The information required on the remainder of this cover page shall not be deemed to be "filed" for the purpose of Section 18 of the Securities Exchange Act of 1934 ("Act") or otherwise subject to the liabilities of that section of the Act but shall be subject to all other provisions of the Act (however, see the Notes).
CUSIP No.: 75026A109 | 13D | Page 2 of 4 Pages |
1 | NAMES OF REPORTING PERSONS I.R.S. IDENTIFICATION NOS. OF ABOVE PERSONS (ENTITIES ONLY) |
John Thomas Financial, Inc. 13-3900883 |
2 | CHECK THE APPROPRIATE BOX IF A MEMBER OF A GROUP (See Instructions) |
(a) [_] (b) [_] |
3 | SEC USE ONLY |
|
4 | SOURCE OF FUNDS (See Instructions) |
OO |
5 | CHECK IF DISCLOSURE OF LEGAL PROCEEDINGS IS REQUIRED PURSUANT TO ITEMS 2(D) OR 2(E) |
[ ] |
6 | CITIZENSHIP OR PLACE OF ORGANIZATION |
United States |
NUMBER OF SHARES BENE-FICIALLY OWNED BY EACH REPORTING PERSON WITH | 7 | SOLE VOTING POWER | |
6,000,000 | |
8 | SHARED VOTING POWER | |
0 | |
9 | SOLE DISPOSITIVE POWER | |
6,000,000 | |
10 | SHARED DISPOSITIVE POWER | |
0 | |
11 | AGGREGATE AMOUNT BENEFICIALLY OWNED BY EACH REPORTING PERSON |
6,000,000 |
12 | CHECK BOX IF THE AGGREGATE AMOUNT IN ROW (11) EXCLUDES CERTAIN SHARES (See Instructions) |
[_] |
13 | PERCENT OF CLASS REPRESENTED BY AMOUNT IN ROW (11) |
27.1% (based on 22,171,164 shares of common stock outstanding as of August 5, 2010) |
14 | TYPE OF REPORTING PERSON (See Instructions) |
BD |
CUSIP No.: 75026A109 | 13D | Page 3 of 4 Pages |
Item 1.Security and Issuer
The title and class of equity securities to which this Schedule 13D relates is Common Stock, par value $.001 per share (the "Common Stock"), of Radiant Oil & Gas, Inc., Inc., a Nevada corporation (the "Company").

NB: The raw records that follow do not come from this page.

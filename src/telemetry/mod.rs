//! 遥测模块：日志订阅器初始化与每次运行统计数据的输出端（StatsSink）。
//!
//! Telemetry Module.
//!
//! Run statistics leave the orchestration core through a [`StatsSink`]; the
//! storage layer that persists them is the embedding application's concern.
//! The default sink discards everything.
//!
//! ## Key Components
//!
//! | Component | Description |
//! |-----------|-------------|
//! | [`init_tracing`] | Installs a `tracing` fmt subscriber filtered by `RUST_LOG` |
//! | [`StatsSink`] | Trait for run-statistics destinations |
//! | [`NoopStatsSink`] | Default no-op sink |
//! | [`InMemoryStatsSink`] | Bounded in-memory sink for tests and dashboards |
//! | [`LogStatsSink`] | Emits each run as a structured `info!` event |
//! | [`CompositeStatsSink`] | Multi-destination composite sink |

use crate::types::RunStats;
use crate::Result;
use async_trait::async_trait;
use std::collections::VecDeque;
use std::sync::{Arc, RwLock};
use tracing::info;
use tracing_subscriber::EnvFilter;

/// Install a global fmt subscriber.
///
/// `RUST_LOG` wins over `default_filter`. Returns `false` when a subscriber
/// was already installed, so calling it more than once is harmless.
pub fn init_tracing(default_filter: &str) -> bool {
    let filter =
        EnvFilter::try_from_default_env().unwrap_or_else(|_| EnvFilter::new(default_filter));
    tracing_subscriber::fmt()
        .with_env_filter(filter)
        .with_target(true)
        .try_init()
        .is_ok()
}

/// Destination for per-run statistics.
#[async_trait]
pub trait StatsSink: Send + Sync {
    async fn record(&self, stats: RunStats) -> Result<()>;

    async fn record_batch(&self, batch: Vec<RunStats>) -> Result<()> {
        for s in batch {
            self.record(s).await?;
        }
        Ok(())
    }

    async fn close(&self) -> Result<()> {
        Ok(())
    }
}

pub struct NoopStatsSink;

#[async_trait]
impl StatsSink for NoopStatsSink {
    async fn record(&self, _stats: RunStats) -> Result<()> {
        Ok(())
    }
}

pub fn noop_sink() -> Arc<dyn StatsSink> {
    Arc::new(NoopStatsSink)
}

/// Keeps the most recent `max` runs.
pub struct InMemoryStatsSink {
    runs: RwLock<VecDeque<RunStats>>,
    max_runs: usize,
}

impl InMemoryStatsSink {
    pub fn new(max: usize) -> Self {
        Self {
            runs: RwLock::new(VecDeque::new()),
            max_runs: max.max(1),
        }
    }

    pub fn runs(&self) -> Vec<RunStats> {
        self.runs
            .read()
            .unwrap_or_else(|e| e.into_inner())
            .iter()
            .cloned()
            .collect()
    }

    pub fn last(&self) -> Option<RunStats> {
        self.runs
            .read()
            .unwrap_or_else(|e| e.into_inner())
            .back()
            .cloned()
    }

    pub fn clear(&self) {
        self.runs.write().unwrap_or_else(|e| e.into_inner()).clear();
    }

    pub fn len(&self) -> usize {
        self.runs.read().unwrap_or_else(|e| e.into_inner()).len()
    }

    pub fn is_empty(&self) -> bool {
        self.len() == 0
    }
}

#[async_trait]
impl StatsSink for InMemoryStatsSink {
    async fn record(&self, stats: RunStats) -> Result<()> {
        let mut runs = self.runs.write().unwrap_or_else(|e| e.into_inner());
        runs.push_back(stats);
        while runs.len() > self.max_runs {
            runs.pop_front();
        }
        Ok(())
    }
}

pub struct LogStatsSink;

#[async_trait]
impl StatsSink for LogStatsSink {
    async fn record(&self, stats: RunStats) -> Result<()> {
        info!(
            run_id = %stats.run_id,
            mode = %stats.mode,
            slots = stats.slots,
            succeeded = stats.succeeded,
            failed = stats.failed,
            retries = stats.retries,
            wall_ms = stats.wall_ms,
            total_tokens = stats.total_tokens,
            "run stats"
        );
        Ok(())
    }
}

#[derive(Default)]
pub struct CompositeStatsSink {
    sinks: Vec<Arc<dyn StatsSink>>,
}

impl CompositeStatsSink {
    pub fn new() -> Self {
        Self::default()
    }

    pub fn add_sink(mut self, sink: Arc<dyn StatsSink>) -> Self {
        self.sinks.push(sink);
        self
    }
}

#[async_trait]
impl StatsSink for CompositeStatsSink {
    async fn record(&self, stats: RunStats) -> Result<()> {
        for sink in &self.sinks {
            sink.record(stats.clone()).await?;
        }
        Ok(())
    }

    async fn close(&self) -> Result<()> {
        for sink in &self.sinks {
            sink.close().await?;
        }
        Ok(())
    }
}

The address of the Company’s principal executive offices is 9700 Richmond Avenue, Suite 124, Houston, Texas 77042.
Item 2.Identity and Background
This statement is being filed by John Thomas Financial, Inc. (“JTF”).
JTF is a New York corporation and a broker-dealer with a business address of 14 Wall Street, 23rd Floor, New York, NY 10005.
JTF is a registered broker-dealer and a member of the Financial Industry Regulatory Authority (“FINRA”).
During the last five years, JTF has not been convicted in a criminal proceeding.
During the last five years, JTF has not been a party to any civil proceeding of a judicial or administrative body of competent jurisdiction as a result of which JTF was or is subject to a judgment, decree or final order enjoining future violations of, or prohibiting or mandating activities subject to, federal or state securities laws or finding of any violation with respect to such laws.
Item 3.Source and Amount of Funds or Other Considerations
On August 2, 2010, the Company and JTF entered into an Agreement (the “Investment Banking Agreement”) pursuant to which JTF is to provide the Company with investment banking services. As partial consideration for the services to be rendered by JTF pursuant to the Investment Banking Agreement, the Company agreed to issue to JTF 6,000,000 shares of its Common Stock simultaneously with the execution of the Investment Banking Agreement. The Investment Banking Agreement was subject to termination, and the share issuance was to be reversed, if the Company did not enter into and close on an exchange agreement (the “Share Exchange”) with Jurasin Oil & Gas and its shareholders by August 5, 2010. Although the Share Exchange closed on August 5, 2010, the shares had not been issued to JTF by such date. Effective August 24, 2010, the Company and JTF entered into an amendment (the “Amendment”) to the Investment Banking Agreement. Pursuant to the Amendment, 4,000,000 of the 6,000,000 shares (or 2,000,000 of 3,000,000 shares, upon the Company effecting a 1-for-2 reverse stock split) are to be returned by JTF to the Company and cancelled if, during the period commencing on August 2, 2010 and ending 12 months after the date a registration statement covering the resale of the Company’s equity or equity equivalent securities is declared effective by the Securities and Exchange Commission, JTF does not assist the Company in raising at least $10,000,000.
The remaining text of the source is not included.